Chapter 5.2: Statement of Financial Performance Flashcards
What is a Statement of Financial Performance?
It is a financial statement that shows how much income, expenses, and profit or loss a business has over a period of time.
What is the aim of a business organisation?
To make a profit.
How does a business earn an income?
By selling goods or providing services.
What does a business incur in earning that income?
Expenses.
What does a Statement of Financial Performance show?
All the income the business earns and all the expenses it incurred to earn this income.
What does the Statement of Financial Performance measure?
The profitability of a business.
What is the formula to calculate profit or loss?
Profit / Loss = Total Income - Total Expenses Note: Profit = Income > Expenses Loss= Income < Expenses
What does profitability refer to?
Whether a business earns enough income to cover its expenses. A business is profitable when the sales revenue it earns from selling products and income from other activities are more than all the expenses it incurred to earn the income.
What are the key things to note about the Statement of Financial Performance?
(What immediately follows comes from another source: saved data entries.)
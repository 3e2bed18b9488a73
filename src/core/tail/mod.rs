//! # Tail Module
//!
//! Offline removal of trailing duplicate pages from a finished capture.
//!
//! The walk starts at the last page and compares each tail with its
//! predecessor. A duplicate tail is marked and the walk moves one page
//! earlier; the first non-duplicate pair ends it. Each predecessor's
//! signature becomes the next tail's, so every page is decoded at most once.
//!
//! Planning never touches the directory. Committing deletes the marked files
//! and appends a history entry to `metadata.json`; a dry run only reports.

use crate::core::comparator::{compare, Comparator};
use crate::core::hasher::PageSignature;
use crate::core::pages::{display_name, list_pages};
use crate::core::policy::PolicyConfig;
use crate::core::sidecar::{self, TailHistoryEntry};
use crate::error::{ComparisonError, ConfigError, PageDedupError, RemovalFailure};
use crate::events::{Event, EventSender, TailEvent};
use serde::Serialize;
use std::fs;
use std::path::{Path, PathBuf};
use tracing::{info, warn};

/// Tail deduplication settings
#[derive(Debug, Clone, Copy, PartialEq)]
pub struct TailConfig {
    pub policy: PolicyConfig,
    /// Never leave fewer pages than this
    pub min_pages: usize,
    /// Stop after marking this many pages
    pub max_remove: Option<usize>,
    /// Report only; delete nothing, write nothing
    pub dry_run: bool,
}

impl Default for TailConfig {
    fn default() -> Self {
        Self {
            policy: PolicyConfig::default(),
            min_pages: 2,
            max_remove: None,
            dry_run: false,
        }
    }
}

impl TailConfig {
    pub fn validate(&self) -> Result<(), ConfigError> {
        self.policy.validate()?;
        if self.min_pages == 0 {
            return Err(ConfigError::out_of_range("min_pages", 0, "greater than 0"));
        }
        if self.max_remove == Some(0) {
            return Err(ConfigError::out_of_range("max_remove", 0, "greater than 0"));
        }
        Ok(())
    }
}

/// Why the backward walk ended
#[derive(Debug, Clone, PartialEq, Serialize)]
#[serde(tag = "reason", rename_all = "snake_case")]
pub enum TailStop {
    /// Fewer than two pages; nothing to compare
    TooFewPages,
    /// Removing another page would go below `min_pages`
    FloorReached,
    /// `max_remove` pages marked
    LimitReached,
    /// Found the last genuinely new page
    NonDuplicate,
    /// A page could not be decoded; removals found so far stand
    ComparisonFailed { path: PathBuf, message: String },
}

/// A planned tail removal
#[derive(Debug, Clone)]
pub struct TailRun {
    /// The sequence as found, oldest first
    pages: Vec<PathBuf>,
    /// Marked pages, newest first
    removals: Vec<PathBuf>,
    stop: TailStop,
}

impl TailRun {
    /// Walk `pages` backwards and mark trailing duplicates
    pub fn plan(
        pages: Vec<PathBuf>,
        config: &TailConfig,
        comparator: &Comparator,
        events: &EventSender,
    ) -> Result<Self, ConfigError> {
        Self::plan_with(pages, config, events, |path| comparator.analyze(path))
    }

    fn plan_with<F>(
        pages: Vec<PathBuf>,
        config: &TailConfig,
        events: &EventSender,
        mut analyze: F,
    ) -> Result<Self, ConfigError>
    where
        F: FnMut(&Path) -> Result<PageSignature, ComparisonError>,
    {
        config.validate()?;

        if pages.len() < 2 {
            info!(pages = pages.len(), "Not enough pages to dedupe");
            return Ok(Self {
                pages,
                removals: Vec::new(),
                stop: TailStop::TooFewPages,
            });
        }

        let mut removals = Vec::new();
        let mut index = pages.len() - 1;
        let mut tail: Option<PageSignature> = None;

        let stop = loop {
            let remaining = pages.len() - removals.len();
            if remaining <= config.min_pages || index == 0 {
                info!(min_pages = config.min_pages, "Reached min_pages, stopping dedupe");
                events.send(Event::Tail(TailEvent::FloorReached {
                    min_pages: config.min_pages,
                }));
                break TailStop::FloorReached;
            }

            let previous_path = &pages[index - 1];
            let current_path = &pages[index];

            let analyzed = match tail.take() {
                Some(current) => analyze(previous_path).map(|previous| (previous, current)),
                None => analyze(current_path)
                    .and_then(|current| analyze(previous_path).map(|previous| (previous, current))),
            };
            let compared = analyzed.and_then(|(previous, current)| {
                compare(&previous, &current).map(|metrics| (previous, metrics))
            });
            let (previous, metrics) = match compared {
                Ok(pair) => pair,
                Err(error) => {
                    warn!(
                        previous = %display_name(previous_path),
                        current = %display_name(current_path),
                        error = %error,
                        "Comparison failed, stopping dedupe"
                    );
                    events.send(Event::Tail(TailEvent::ComparisonFailed {
                        previous: previous_path.clone(),
                        current: current_path.clone(),
                        message: error.to_string(),
                    }));
                    break TailStop::ComparisonFailed {
                        path: error_path(&error).unwrap_or_else(|| current_path.clone()),
                        message: error.to_string(),
                    };
                }
            };

            let verdict = config.policy.evaluate(&metrics);
            info!(
                previous = %display_name(previous_path),
                current = %display_name(current_path),
                distance = metrics.hamming_distance,
                mean_diff = metrics.mean_diff,
                size_delta_kb = metrics.size_delta_kb,
                size_ratio = ?metrics.size_ratio,
                duplicate = verdict.is_duplicate,
                "Tail check"
            );
            events.send(Event::Tail(TailEvent::PairChecked {
                previous: previous_path.clone(),
                current: current_path.clone(),
                metrics,
                verdict,
            }));

            if !verdict.is_duplicate {
                break TailStop::NonDuplicate;
            }

            removals.push(current_path.clone());
            index -= 1;
            tail = Some(previous);

            if let Some(max_remove) = config.max_remove {
                if removals.len() >= max_remove {
                    info!(max_remove, "Reached max_remove, stopping dedupe");
                    events.send(Event::Tail(TailEvent::LimitReached { max_remove }));
                    break TailStop::LimitReached;
                }
            }
        };

        Ok(Self {
            pages,
            removals,
            stop,
        })
    }

    /// Marked pages, newest first
    pub fn removals(&self) -> &[PathBuf] {
        &self.removals
    }

    pub fn pages(&self) -> &[PathBuf] {
        &self.pages
    }

    pub fn stop(&self) -> &TailStop {
        &self.stop
    }

    /// Delete the marked pages (unless `dry_run`) and record the run in the
    /// sidecar of `dir`
    pub fn commit(self, dir: &Path, config: &TailConfig, events: &EventSender) -> TailReport {
        let pages_before = self.pages.len();

        if self.removals.is_empty() {
            info!("No trailing duplicates detected");
        }

        if config.dry_run || self.removals.is_empty() {
            if config.dry_run && !self.removals.is_empty() {
                info!(marked = self.removals.len(), "Dry run enabled; no files were removed");
            }
            return TailReport {
                pages_before,
                marked: self.removals,
                removed: Vec::new(),
                failures: Vec::new(),
                stop: self.stop,
                dry_run: config.dry_run,
                remaining: pages_before,
                history: None,
            };
        }

        let mut removed = Vec::new();
        let mut failures = Vec::new();
        for path in &self.removals {
            match fs::remove_file(path) {
                Ok(()) => {
                    info!(path = %path.display(), "Removed");
                    events.send(Event::Tail(TailEvent::FileRemoved { path: path.clone() }));
                    removed.push(path.clone());
                }
                Err(e) => {
                    warn!(path = %path.display(), error = %e, "Failed to remove");
                    events.send(Event::Tail(TailEvent::RemovalFailed {
                        path: path.clone(),
                        message: e.to_string(),
                    }));
                    failures.push(RemovalFailure {
                        path: path.clone(),
                        reason: e.to_string(),
                    });
                }
            }
        }

        let remaining = match list_pages(dir) {
            Ok(pages) => pages.len(),
            Err(e) => {
                warn!(error = %e, "Failed to relist pages after removal");
                pages_before - removed.len()
            }
        };
        let history = record_history(dir, &removed, config, remaining);

        TailReport {
            pages_before,
            marked: self.removals,
            removed,
            failures,
            stop: self.stop,
            dry_run: false,
            remaining,
            history,
        }
    }
}

/// Outcome of a tail deduplication run
#[derive(Debug, Clone, Serialize)]
pub struct TailReport {
    /// Pages in the sequence before the run
    pub pages_before: usize,
    /// Pages judged trailing duplicates, newest first
    pub marked: Vec<PathBuf>,
    /// Pages actually deleted (empty on a dry run)
    pub removed: Vec<PathBuf>,
    pub failures: Vec<RemovalFailure>,
    pub stop: TailStop,
    pub dry_run: bool,
    /// Pages left on disk
    pub remaining: usize,
    /// The sidecar history entry written by this run
    pub history: Option<TailHistoryEntry>,
}

/// List, plan and commit in one go
pub fn dedupe_tail(
    dir: &Path,
    config: &TailConfig,
    comparator: &Comparator,
    events: &EventSender,
) -> Result<TailReport, PageDedupError> {
    config.validate()?;
    let pages = list_pages(dir)?;

    info!(
        dir = %dir.display(),
        pages = pages.len(),
        min_pages = config.min_pages,
        max_remove = ?config.max_remove,
        dry_run = config.dry_run,
        "Tail dedupe started"
    );
    events.send(Event::Tail(TailEvent::Started {
        total_pages: pages.len(),
        dry_run: config.dry_run,
    }));

    let run = TailRun::plan(pages, config, comparator, events)?;
    let report = run.commit(dir, config, events);

    events.send(Event::Tail(TailEvent::Completed {
        removed: if report.dry_run {
            report.marked.len()
        } else {
            report.removed.len()
        },
        dry_run: report.dry_run,
    }));
    Ok(report)
}

fn record_history(
    dir: &Path,
    removed: &[PathBuf],
    config: &TailConfig,
    remaining: usize,
) -> Option<TailHistoryEntry> {
    if removed.is_empty() {
        return None;
    }

    let mut metadata = match sidecar::load(dir) {
        Ok(Some(metadata)) => metadata,
        Ok(None) => {
            info!("metadata.json not found; skipping update");
            return None;
        }
        Err(e) => {
            warn!(error = %e, "Failed to read metadata.json");
            return None;
        }
    };

    let names: Vec<String> = removed.iter().map(|path| display_name(path)).collect();
    let entry = metadata.record_tail_run(&names, config.policy, config.min_pages, remaining);

    if let Err(e) = sidecar::save(dir, &metadata) {
        warn!(error = %e, "Failed to update metadata.json");
        return None;
    }
    Some(entry)
}

fn error_path(error: &ComparisonError) -> Option<PathBuf> {
    match error {
        ComparisonError::DecodeError { path, .. }
        | ComparisonError::EmptyImage { path }
        | ComparisonError::IoError { path, .. } => Some(path.clone()),
        _ => None,
    }
}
- The Statement of Financial Performance measures the profitability of a business. 2. The Statement of Financial Performance is prepared for a specified time period. 3. The Statement of Financial Performance is a formal report.
What does the Statement of Financial Performance do?
It tells the story of how a business makes its profit. A trading business buys goods and then sells them. A service business provides services; it does not buy or sell any goods. Their Statements of Financial Performance will be different because the ways the two types of businesses make their profits are different.
How is the profit or loss of a business calculated?
It is calculated for a specified period of time. To find the profit or loss from 1 January to 30 June 20X2, only the income and expenses related to this period is used. Income and expenses before 1 January 20X2 or after 30 June 20X2 must not be included.
Why is there a need to ensure that the income and expenses are related to the same period of time?
In order to adhere to / comply with the matching concept.
What is the matching concept?
For any given financial period, only the income earned and expenses incurred during the period should be recorded. Income earned and expenses incurred before or after the financial period should not be included. The business must also identify all the expenses incurred to generate the income earned during the financial period.
When does a business usually calculate its profit?
At regular intervals of time called the financial period.
How often do most businesses prepare their Statements of Financial Performance?
Monthly, quarterly (three-monthly), half-yearly and at least once a year.